**Material supplied:**
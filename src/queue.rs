//! Public entry point: a durable, self-draining request queue.
//!
//! [`RequestQueue`] ties together a [`QueueStore`], a [`DrainEngine`] and a
//! [`SyncScheduler`]. Submitting a request only promises that it is
//! *durably queued*; delivery happens in the background and is retried on
//! every later sync until the server takes it.
//!
//! ## Example
//!
//! ```rust,no_run
//! use courier::{RequestQueue, store::InMemoryStore, transport::Transport};
//!
//! # async fn example() -> Result<(), Box<dyn std::error::Error + Send + Sync>> {
//! let client = reqwest::Client::new();
//! let queue = RequestQueue::builder(InMemoryStore::new(), Transport::new(client.clone())).build();
//!
//! let request = client.put("https://example.com/items/1").body("x").build()?;
//! let ack = queue.submit(&request).await?;
//! assert_eq!(ack.status(), reqwest::StatusCode::ACCEPTED);
//!
//! // Later, e.g. when connectivity returns:
//! queue.sync_requests().await?;
//! # Ok(())
//! # }
//! ```

use std::sync::Arc;
use std::time::Duration;

use futures_core::Stream;
use reqwest::StatusCode;
use tokio::sync::Mutex;
use tokio::task::JoinHandle;
use tokio_util::sync::CancellationToken;
use tower::Service;
use tracing::instrument;
use tracing_error::SpanTrace;

use crate::drain::{ClientErrorPolicy, DefaultDrainHook, DrainEngine, DrainHook};
use crate::notify::Notifier;
use crate::prune::prune_superseded_by_url;
use crate::scheduler::{SyncError, SyncFuture, SyncScheduler};
use crate::store::QueueStore;
use crate::transport::Transport;
use crate::trigger::Trigger;
use crate::{CodecError, QueuedRequest};

/// A durable, ordered, self-draining queue of outbound requests.
///
/// Cloning yields another handle to the same queue and scheduler.
pub struct RequestQueue<S, T, HK = DefaultDrainHook> {
    store: S,
    scheduler: SyncScheduler<DrainEngine<S, T, HK>>,
    /// Serializes prune + insert so concurrent submissions cannot interleave.
    enqueue: Arc<Mutex<()>>,
}

impl<S, T, HK> Clone for RequestQueue<S, T, HK>
where
    S: Clone,
{
    fn clone(&self) -> Self {
        Self {
            store: self.store.clone(),
            scheduler: self.scheduler.clone(),
            enqueue: Arc::clone(&self.enqueue),
        }
    }
}

impl<S, T> RequestQueue<S, T, DefaultDrainHook>
where
    S: Clone,
{
    /// Start configuring a queue over `store`, delivering through `transport`.
    pub fn builder(store: S, transport: Transport<T>) -> RequestQueueBuilder<S, T> {
        RequestQueueBuilder {
            engine: DrainEngine::new(store.clone(), transport),
            store,
        }
    }
}

/// Builder for [`RequestQueue`].
pub struct RequestQueueBuilder<S, T, HK = DefaultDrainHook> {
    store: S,
    engine: DrainEngine<S, T, HK>,
}

impl<S, T, HK> RequestQueueBuilder<S, T, HK> {
    /// Replace the drain hook.
    pub fn hook<HK2: DrainHook>(self, hook: HK2) -> RequestQueueBuilder<S, T, HK2> {
        RequestQueueBuilder {
            store: self.store,
            engine: self.engine.with_hook(hook),
        }
    }

    /// Report every request that leaves the queue after a response.
    pub fn notifier(mut self, notifier: impl Notifier) -> Self {
        self.engine = self.engine.with_notifier(notifier);
        self
    }

    /// Decide what happens to requests the server answers with `4xx`.
    ///
    /// Defaults to [`ClientErrorPolicy::Discard`].
    pub fn client_error_policy(mut self, policy: ClientErrorPolicy) -> Self {
        self.engine = self.engine.with_client_error_policy(policy);
        self
    }
}

impl<S, T, HK> RequestQueueBuilder<S, T, HK>
where
    S: QueueStore,
    T: Service<reqwest::Request, Response = reqwest::Response> + Clone + Send + Sync + 'static,
    T::Future: Send + 'static,
    T::Error: Into<tower::BoxError>,
    HK: DrainHook,
{
    pub fn build(self) -> RequestQueue<S, T, HK> {
        RequestQueue {
            store: self.store,
            scheduler: SyncScheduler::new(self.engine),
            enqueue: Arc::new(Mutex::new(())),
        }
    }
}

impl<S, T, HK> RequestQueue<S, T, HK>
where
    S: QueueStore,
    T: Service<reqwest::Request, Response = reqwest::Response> + Clone + Send + Sync + 'static,
    T::Future: Send + 'static,
    T::Error: Into<tower::BoxError>,
    HK: DrainHook,
{
    /// Durably queue a request and kick off a background sync.
    ///
    /// The caller's request is only read, never consumed. A PUT or DELETE
    /// first drops every queued PUT/DELETE for the same URL. The returned
    /// acknowledgement says nothing about delivery: it is produced as soon
    /// as the request is stored, even if the server is unreachable.
    #[instrument(skip_all, fields(method = %request.method(), url = %request.url()))]
    pub async fn submit(&self, request: &reqwest::Request) -> Result<Acknowledgement, SubmitError> {
        let record = QueuedRequest::encode(request).map_err(SubmitError::encoding)?;

        {
            let _guard = self.enqueue.lock().await;
            if record.is_idempotent_replace() {
                let pruned = prune_superseded_by_url(&self.store, record.url())
                    .await
                    .map_err(|e| SubmitError::store(e.into()))?;
                if pruned > 0 {
                    tracing::debug!(pruned, "Superseded requests removed");
                }
            }
            let id = self
                .store
                .add(record)
                .await
                .map_err(|e| SubmitError::store(e.into()))?;
            tracing::debug!(?id, "Request queued");
        }

        self.request_sync();
        Ok(Acknowledgement::accepted())
    }

    /// Snapshot of every queued request, oldest first.
    ///
    /// Each returned request is a fresh copy; sending one does not remove it
    /// from the queue. Records that can no longer be rebuilt are left out;
    /// the next drain discards them.
    pub async fn list_queued(&self) -> Result<Vec<reqwest::Request>, ListError> {
        let queued = self
            .store
            .get_all()
            .await
            .map_err(|e| ListError::store(e.into()))?
            .into_iter()
            .filter_map(|stored| match stored.request().decode() {
                Ok(request) => Some(request),
                Err(error) => {
                    tracing::warn!(
                        id = ?stored.id,
                        method = stored.request().method(),
                        url = stored.request().url(),
                        ?error,
                        "Queued request cannot be rebuilt, leaving it out of the listing"
                    );
                    None
                }
            })
            .collect();
        Ok(queued)
    }

    /// Trigger a sync and wait for the run chain it started or joined.
    pub fn sync_requests(&self) -> SyncFuture {
        self.scheduler.sync_requests()
    }

    /// Trigger a sync without waiting for it.
    ///
    /// Failures are expected (being offline is the normal reason) and are
    /// swallowed by [`suppress_sync_error`]; the requests stay queued.
    pub fn request_sync(&self) -> JoinHandle<()> {
        spawn_detached(self.sync_requests())
    }

    /// Request a sync every `interval` until `cancel` fires.
    ///
    /// The first sync runs immediately.
    pub fn sync_periodically(&self, interval: Duration, cancel: CancellationToken) -> Trigger {
        let queue = self.clone();
        Trigger::periodic(interval, cancel, move || {
            queue.request_sync();
        })
    }

    /// Request a sync for every item of `events`, typically "back online"
    /// notifications from the host.
    pub fn sync_on_events<St>(&self, events: St, cancel: CancellationToken) -> Trigger
    where
        St: Stream + Unpin + Send + 'static,
    {
        let queue = self.clone();
        Trigger::on_events(events, cancel, move || {
            queue.request_sync();
        })
    }
}

/// Run a sync future to completion in the background, never propagating
/// its error.
pub(crate) fn spawn_detached(sync: SyncFuture) -> JoinHandle<()> {
    tokio::spawn(async move {
        if let Err(err) = sync.await {
            suppress_sync_error(&err);
        }
    })
}

/// Error handler for detached syncs: log and move on.
pub fn suppress_sync_error(err: &SyncError) {
    match err.drain_error() {
        Some(drain) if drain.is_retryable() => {
            tracing::debug!("Background sync deferred; requests remain queued")
        }
        _ => tracing::warn!(error = %err, "Background sync failed; requests remain queued"),
    }
}

/// Response returned by [`RequestQueue::submit`] once a request is stored.
#[derive(Debug, Clone, Copy, PartialEq, Eq)]
pub struct Acknowledgement {
    status: StatusCode,
}

impl Acknowledgement {
    pub const REASON: &'static str = "Added to Queue";

    fn accepted() -> Self {
        Self {
            status: StatusCode::ACCEPTED,
        }
    }

    /// Always `202 Accepted`.
    pub fn status(&self) -> StatusCode {
        self.status
    }

    pub fn reason(&self) -> &'static str {
        Self::REASON
    }
}

/// An empty-bodied `202 Accepted` response, for handing back to code that
/// expects the shape of a real HTTP response.
impl From<Acknowledgement> for reqwest::Response {
    fn from(ack: Acknowledgement) -> Self {
        let mut response = http::Response::new(Vec::<u8>::new());
        *response.status_mut() = ack.status;
        reqwest::Response::from(response)
    }
}

/// Error returned when a request could not be queued. Nothing was stored.
#[derive(Debug)]
pub struct SubmitError {
    context: SpanTrace,
    kind: SubmitErrorKind,
}

/// Classification of submit errors.
#[derive(Debug)]
pub enum SubmitErrorKind {
    /// The request could not be captured.
    Encoding(CodecError),
    /// The store failed while pruning or inserting.
    Store(tower::BoxError),
}

impl SubmitError {
    fn encoding(error: CodecError) -> Self {
        Self {
            context: SpanTrace::capture(),
            kind: SubmitErrorKind::Encoding(error),
        }
    }

    fn store(error: tower::BoxError) -> Self {
        Self {
            context: SpanTrace::capture(),
            kind: SubmitErrorKind::Store(error),
        }
    }

    pub fn kind(&self) -> &SubmitErrorKind {
        &self.kind
    }
}

impl std::fmt::Display for SubmitError {
    fn fmt(&self, f: &mut std::fmt::Formatter<'_>) -> std::fmt::Result {
        match &self.kind {
            SubmitErrorKind::Encoding(err) => writeln!(f, "Encoding error: {}", err),
            SubmitErrorKind::Store(err) => writeln!(f, "Store error: {}", err),
        }?;
        self.context.fmt(f)
    }
}

impl std::error::Error for SubmitError {
    fn source(&self) -> Option<&(dyn std::error::Error + 'static)> {
        match &self.kind {
            SubmitErrorKind::Encoding(err) => Some(err),
            SubmitErrorKind::Store(err) => Some(err.as_ref()),
        }
    }
}

/// Error returned by [`RequestQueue::list_queued`].
#[derive(Debug)]
pub struct ListError {
    context: SpanTrace,
    source: tower::BoxError,
}

impl ListError {
    fn store(error: tower::BoxError) -> Self {
        Self {
            context: SpanTrace::capture(),
            source: error,
        }
    }
}

impl std::fmt::Display for ListError {
    fn fmt(&self, f: &mut std::fmt::Formatter<'_>) -> std::fmt::Result {
        writeln!(f, "Cannot list queued requests: {}", self.source)?;
        self.context.fmt(f)
    }
}

impl std::error::Error for ListError {
    fn source(&self) -> Option<&(dyn std::error::Error + 'static)> {
        Some(self.source.as_ref())
    }
}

**Work task:** The lines from the start of the entries above through the line containing "use crate::trigger::Trigger;" are the ones to return, please; copy them exactly and include both ends.

**Completed task:**
filename src/queue.rs
//! Public entry point: a durable, self-draining request queue.
//!
//! [`RequestQueue`] ties together a [`QueueStore`], a [`DrainEngine`] and a
//! [`SyncScheduler`]. Submitting a request only promises that it is
//! *durably queued*; delivery happens in the background and is retried on
//! every later sync until the server takes it.
//!
//! ## Example
//!
//! ```rust,no_run
//! use courier::{RequestQueue, store::InMemoryStore, transport::Transport};
//!
//! # async fn example() -> Result<(), Box<dyn std::error::Error + Send + Sync>> {
//! let client = reqwest::Client::new();
//! let queue = RequestQueue::builder(InMemoryStore::new(), Transport::new(client.clone())).build();
//!
//! let request = client.put("https://example.com/items/1").body("x").build()?;
//! let ack = queue.submit(&request).await?;
//! assert_eq!(ack.status(), reqwest::StatusCode::ACCEPTED);
//!
//! // Later, e.g. when connectivity returns:
//! queue.sync_requests().await?;
//! # Ok(())
//! # }
//! ```

use std::sync::Arc;
use std::time::Duration;

use futures_core::Stream;
use reqwest::StatusCode;
use tokio::sync::Mutex;
use tokio::task::JoinHandle;
use tokio_util::sync::CancellationToken;
use tower::Service;
use tracing::instrument;
use tracing_error::SpanTrace;

use crate::drain::{ClientErrorPolicy, DefaultDrainHook, DrainEngine, DrainHook};
use crate::notify::Notifier;
use crate::prune::prune_superseded_by_url;
use crate::scheduler::{SyncError, SyncFuture, SyncScheduler};
use crate::store::QueueStore;
use crate::transport::Transport;
use crate::trigger::Trigger;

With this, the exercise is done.